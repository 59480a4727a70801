use std::time::Duration;

use url::Url;

use crate::EngineError;

#[derive(Debug, Clone)]
pub struct EngineSettings {
    /// Root of the backend, e.g. `http://localhost:8000`.
    pub base_url: String,
    pub connect_timeout: Duration,
    /// Whole-request limit for dispatch calls. Streams are long-lived and only
    /// bounded by `stream_idle_timeout`.
    pub request_timeout: Duration,
    /// Fail a stream when no message arrives for this long. `None` waits forever.
    pub stream_idle_timeout: Option<Duration>,
}

impl Default for EngineSettings {
    fn default() -> Self {
        Self {
            base_url: "http://localhost:8000".to_string(),
            connect_timeout: Duration::from_secs(10),
            request_timeout: Duration::from_secs(30),
            stream_idle_timeout: None,
        }
    }
}

impl EngineSettings {
    pub fn parsed_base_url(&self) -> Result<Url, EngineError> {
        let invalid = |reason: String| EngineError::InvalidBaseUrl {
            url: self.base_url.clone(),
            reason,
        };
        let url = Url::parse(&self.base_url).map_err(|err| invalid(err.to_string()))?;
        if !matches!(url.scheme(), "http" | "https") {
            return Err(invalid(format!("unsupported scheme {}", url.scheme())));
        }
        if url.cannot_be_a_base() {
            return Err(invalid("url cannot be a base".to_string()));
        }
        Ok(url)
    }
}

/// Appends path segments to `base`, percent-encoding each one.
pub(crate) fn endpoint(base: &Url, segments: &[&str]) -> Url {
    let mut url = base.clone();
    url.set_query(None);
    url.set_fragment(None);
    if let Ok(mut path) = url.path_segments_mut() {
        path.pop_if_empty().extend(segments);
    }
    url
}
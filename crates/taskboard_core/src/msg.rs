use crate::{JobHandle, JobRequest, RunId};

#[derive(Debug, Clone, PartialEq)]
pub enum Msg {
    /// User asked to start a job. Ignored unless the view state is idle.
    RunJob(JobRequest),
    /// Dispatcher returned a log stream handle for the run.
    DispatchSucceeded { run_id: RunId, handle: JobHandle },
    /// Dispatcher rejected the request or its response was unusable.
    DispatchFailed { run_id: RunId, reason: String },
    /// One decoded stream event. `terminal` is the event's `done` flag.
    LogReceived {
        run_id: RunId,
        payload: String,
        terminal: bool,
    },
    /// Stream failed after the handle was obtained.
    StreamFailed { run_id: RunId, reason: String },
    /// User clicked Cancel.
    CancelRequested,
    /// Return to idle so a fresh job can be run.
    Reset,
    /// Poll interval elapsed with no engine event.
    Tick,
}
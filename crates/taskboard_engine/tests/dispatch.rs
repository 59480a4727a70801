use std::time::Duration;

use pretty_assertions::assert_eq;
use taskboard_core::{JobHandle, JobRequest, JobType};
use taskboard_engine::{DispatchError, Dispatcher, EngineSettings, ReqwestDispatcher};
use wiremock::matchers::{body_json, method, path};
use wiremock::{Mock, MockServer, ResponseTemplate};

fn dispatcher_for(server: &MockServer) -> ReqwestDispatcher {
    let settings = EngineSettings {
        base_url: server.uri(),
        ..EngineSettings::default()
    };
    ReqwestDispatcher::new(&settings).expect("dispatcher")
}

fn clean_bundesliga() -> JobRequest {
    JobRequest::new(JobType::Clean).with_parameter("competition", "Bundesliga")
}

#[tokio::test]
async fn start_job_posts_parameters_and_returns_handle() {
    let server = MockServer::start().await;
    Mock::given(method("POST"))
        .and(path("/tasks/fbref/clean"))
        .and(body_json(serde_json::json!({ "competition": "Bundesliga" })))
        .respond_with(
            ResponseTemplate::new(200).set_body_json(serde_json::json!({ "logfile": "run-42.log" })),
        )
        .expect(1)
        .mount(&server)
        .await;

    let handle = dispatcher_for(&server)
        .start_job(&clean_bundesliga())
        .await
        .expect("dispatch ok");

    assert_eq!(handle, JobHandle::new("run-42.log"));
}

#[tokio::test]
async fn start_job_uses_request_source_in_path() {
    let server = MockServer::start().await;
    Mock::given(method("POST"))
        .and(path("/tasks/football_data_co_uk/scrape"))
        .respond_with(
            ResponseTemplate::new(200).set_body_json(serde_json::json!({ "logfile": "fdcu.log" })),
        )
        .expect(1)
        .mount(&server)
        .await;

    let request = JobRequest::new(JobType::Scrape).with_source("football_data_co_uk");
    let handle = dispatcher_for(&server).start_job(&request).await.unwrap();

    assert_eq!(handle.log_stream_id, "fdcu.log");
}

#[tokio::test]
async fn prepare_job_posts_to_process_route() {
    let server = MockServer::start().await;
    Mock::given(method("POST"))
        .and(path("/tasks/fbref/process"))
        .respond_with(
            ResponseTemplate::new(200).set_body_json(serde_json::json!({ "logfile": "prep.log" })),
        )
        .expect(1)
        .mount(&server)
        .await;

    let request = "prepare".parse::<JobType>().map(JobRequest::new).unwrap();
    let handle = dispatcher_for(&server).start_job(&request).await.unwrap();

    assert_eq!(handle, JobHandle::new("prep.log"));
}

#[tokio::test]
async fn server_error_is_backend_rejected() {
    let server = MockServer::start().await;
    Mock::given(method("POST"))
        .and(path("/tasks/fbref/clean"))
        .respond_with(ResponseTemplate::new(500).set_body_string("worker pool exhausted"))
        .mount(&server)
        .await;

    let err = dispatcher_for(&server)
        .start_job(&clean_bundesliga())
        .await
        .unwrap_err();

    assert_eq!(
        err,
        DispatchError::BackendRejected {
            status: 500,
            body: "worker pool exhausted".to_string(),
        }
    );
}

#[tokio::test]
async fn missing_logfile_is_malformed_response() {
    let server = MockServer::start().await;
    Mock::given(method("POST"))
        .and(path("/tasks/fbref/clean"))
        .respond_with(ResponseTemplate::new(200).set_body_json(serde_json::json!({ "ok": true })))
        .mount(&server)
        .await;

    let err = dispatcher_for(&server)
        .start_job(&clean_bundesliga())
        .await
        .unwrap_err();

    assert!(matches!(err, DispatchError::MalformedResponse(_)), "{err:?}");
}

#[tokio::test]
async fn slow_backend_is_transport_error() {
    let server = MockServer::start().await;
    Mock::given(method("POST"))
        .and(path("/tasks/fbref/train"))
        .respond_with(
            ResponseTemplate::new(200)
                .set_delay(Duration::from_millis(250))
                .set_body_json(serde_json::json!({ "logfile": "train.log" })),
        )
        .mount(&server)
        .await;

    let settings = EngineSettings {
        base_url: server.uri(),
        request_timeout: Duration::from_millis(50),
        ..EngineSettings::default()
    };
    let dispatcher = ReqwestDispatcher::new(&settings).unwrap();

    let err = dispatcher
        .start_job(&JobRequest::new(JobType::Train))
        .await
        .unwrap_err();

    assert!(matches!(err, DispatchError::Transport(_)), "{err:?}");
}
use crate::{JobStatus, JobType, Notification, RunId};

#[derive(Debug, Clone, PartialEq, Eq, Default)]
pub struct AppViewModel {
    pub status: JobStatus,
    pub run_id: RunId,
    pub job_type: Option<JobType>,
    pub logfile: Option<String>,
    pub rows: Vec<LogRowView>,
    pub notification: Option<Notification>,
    pub dirty: bool,
}

/// A numbered log line as shown in the logfile panel.
#[derive(Debug, Clone, PartialEq, Eq)]
pub struct LogRowView {
    pub index: u64,
    pub line: String,
}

== == ==

§ **WHAT NEEDS TO BE DONE**:
Your response should consist of the whole listing, repeated exactly.

§ **FINISHED EXERCISE**:
repository 59480a4727a70801
use std::time::Duration;

use url::Url;

use crate::EngineError;

#[derive(Debug, Clone)]
pub struct EngineSettings {
    /// Root of the backend, e.g. `http://localhost:8000`.
    pub base_url: String,
    pub connect_timeout: Duration,
    /// Whole-request limit for dispatch calls. Streams are long-lived and only
    /// bounded by `stream_idle_timeout`.
    pub request_timeout: Duration,
    /// Fail a stream when no message arrives for this long. `None` waits forever.
    pub stream_idle_timeout: Option<Duration>,
}

impl Default for EngineSettings {
    fn default() -> Self {
        Self {
            base_url: "http://localhost:8000".to_string(),
            connect_timeout: Duration::from_secs(10),
            request_timeout: Duration::from_secs(30),
            stream_idle_timeout: None,
        }
    }
}

impl EngineSettings {
    pub fn parsed_base_url(&self) -> Result<Url, EngineError> {
        let invalid = |reason: String| EngineError::InvalidBaseUrl {
            url: self.base_url.clone(),
            reason,
        };
        let url = Url::parse(&self.base_url).map_err(|err| invalid(err.to_string()))?;
        if !matches!(url.scheme(), "http" | "https") {
            return Err(invalid(format!("unsupported scheme {}", url.scheme())));
        }
        if url.cannot_be_a_base() {
            return Err(invalid("url cannot be a base".to_string()));
        }
        Ok(url)
    }
}

/// Appends path segments to `base`, percent-encoding each one.
pub(crate) fn endpoint(base: &Url, segments: &[&str]) -> Url {
    let mut url = base.clone();
    url.set_query(None);
    url.set_fragment(None);
    if let Ok(mut path) = url.path_segments_mut() {
        path.pop_if_empty().extend(segments);
    }
    url
}
filename crates/taskboard_core/src/msg.rs
use crate::{JobHandle, JobRequest, RunId};

#[derive(Debug, Clone, PartialEq)]
pub enum Msg {
    /// User asked to start a job. Ignored unless the view state is idle.
    RunJob(JobRequest),
    /// Dispatcher returned a log stream handle for the run.
    DispatchSucceeded { run_id: RunId, handle: JobHandle },
    /// Dispatcher rejected the request or its response was unusable.
    DispatchFailed { run_id: RunId, reason: String },
    /// One decoded stream event. `terminal` is the event's `done` flag.
    LogReceived {
        run_id: RunId,
        payload: String,
        terminal: bool,
    },
    /// Stream failed after the handle was obtained.
    StreamFailed { run_id: RunId, reason: String },
    /// User clicked Cancel.
    CancelRequested,
    /// Return to idle so a fresh job can be run.
    Reset,
    /// Poll interval elapsed with no engine event.
    Tick,
}
filename crates/taskboard_engine/tests/dispatch.rs
repository 59480a4727a70801
use std::time::Duration;

use pretty_assertions::assert_eq;
use taskboard_core::{JobHandle, JobRequest, JobType};
use taskboard_engine::{DispatchError, Dispatcher, EngineSettings, ReqwestDispatcher};
use wiremock::matchers::{body_json, method, path};
use wiremock::{Mock, MockServer, ResponseTemplate};

fn dispatcher_for(server: &MockServer) -> ReqwestDispatcher {
    let settings = EngineSettings {
        base_url: server.uri(),
        ..EngineSettings::default()
    };
    ReqwestDispatcher::new(&settings).expect("dispatcher")
}

fn clean_bundesliga() -> JobRequest {
    JobRequest::new(JobType::Clean).with_parameter("competition", "Bundesliga")
}

#[tokio::test]
async fn start_job_posts_parameters_and_returns_handle() {
    let server = MockServer::start().await;
    Mock::given(method("POST"))
        .and(path("/tasks/fbref/clean"))
        .and(body_json(serde_json::json!({ "competition": "Bundesliga" })))
        .respond_with(
            ResponseTemplate::new(200).set_body_json(serde_json::json!({ "logfile": "run-42.log" })),
        )
        .expect(1)
        .mount(&server)
        .await;

    let handle = dispatcher_for(&server)
        .start_job(&clean_bundesliga())
        .await
        .expect("dispatch ok");

    assert_eq!(handle, JobHandle::new("run-42.log"));
}

#[tokio::test]
async fn start_job_uses_request_source_in_path() {
    let server = MockServer::start().await;
    Mock::given(method("POST"))
        .and(path("/tasks/football_data_co_uk/scrape"))
        .respond_with(
            ResponseTemplate::new(200).set_body_json(serde_json::json!({ "logfile": "fdcu.log" })),
        )
        .expect(1)
        .mount(&server)
        .await;

    let request = JobRequest::new(JobType::Scrape).with_source("football_data_co_uk");
    let handle = dispatcher_for(&server).start_job(&request).await.unwrap();

    assert_eq!(handle.log_stream_id, "fdcu.log");
}

#[tokio::test]
async fn prepare_job_posts_to_process_route() {
    let server = MockServer::start().await;
    Mock::given(method("POST"))
        .and(path("/tasks/fbref/process"))
        .respond_with(
            ResponseTemplate::new(200).set_body_json(serde_json::json!({ "logfile": "prep.log" })),
        )
        .expect(1)
        .mount(&server)
        .await;

    let request = "prepare".parse::<JobType>().map(JobRequest::new).unwrap();
    let handle = dispatcher_for(&server).start_job(&request).await.unwrap();

    assert_eq!(handle, JobHandle::new("prep.log"));
}

#[tokio::test]
async fn server_error_is_backend_rejected() {
    let server = MockServer::start().await;
    Mock::given(method("POST"))
        .and(path("/tasks/fbref/clean"))
        .respond_with(ResponseTemplate::new(500).set_body_string("worker pool exhausted"))
        .mount(&server)
        .await;

    let err = dispatcher_for(&server)
        .start_job(&clean_bundesliga())
        .await
        .unwrap_err();

    assert_eq!(
        err,
        DispatchError::BackendRejected {
            status: 500,
            body: "worker pool exhausted".to_string(),
        }
    );
}

#[tokio::test]
async fn missing_logfile_is_malformed_response() {
    let server = MockServer::start().await;
    Mock::given(method("POST"))
        .and(path("/tasks/fbref/clean"))
        .respond_with(ResponseTemplate::new(200).set_body_json(serde_json::json!({ "ok": true })))
        .mount(&server)
        .await;

    let err = dispatcher_for(&server)
        .start_job(&clean_bundesliga())
        .await
        .unwrap_err();

    assert!(matches!(err, DispatchError::MalformedResponse(_)), "{err:?}");
}

#[tokio::test]
async fn slow_backend_is_transport_error() {
    let server = MockServer::start().await;
    Mock::given(method("POST"))
        .and(path("/tasks/fbref/train"))
        .respond_with(
            ResponseTemplate::new(200)
                .set_delay(Duration::from_millis(250))
                .set_body_json(serde_json::json!({ "logfile": "train.log" })),
        )
        .mount(&server)
        .await;

    let settings = EngineSettings {
        base_url: server.uri(),
        request_timeout: Duration::from_millis(50),
        ..EngineSettings::default()
    };
    let dispatcher = ReqwestDispatcher::new(&settings).unwrap();

    let err = dispatcher
        .start_job(&JobRequest::new(JobType::Train))
        .await
        .unwrap_err();

    assert!(matches!(err, DispatchError::Transport(_)), "{err:?}");
}
use crate::{JobStatus, JobType, Notification, RunId};

#[derive(Debug, Clone, PartialEq, Eq, Default)]
pub struct AppViewModel {
    pub status: JobStatus,
    pub run_id: RunId,
    pub job_type: Option<JobType>,
    pub logfile: Option<String>,
    pub rows: Vec<LogRowView>,
    pub notification: Option<Notification>,
    pub dirty: bool,
}

/// A numbered log line as shown in the logfile panel.
#[derive(Debug, Clone, PartialEq, Eq)]
pub struct LogRowView {
    pub index: u64,
    pub line: String,
}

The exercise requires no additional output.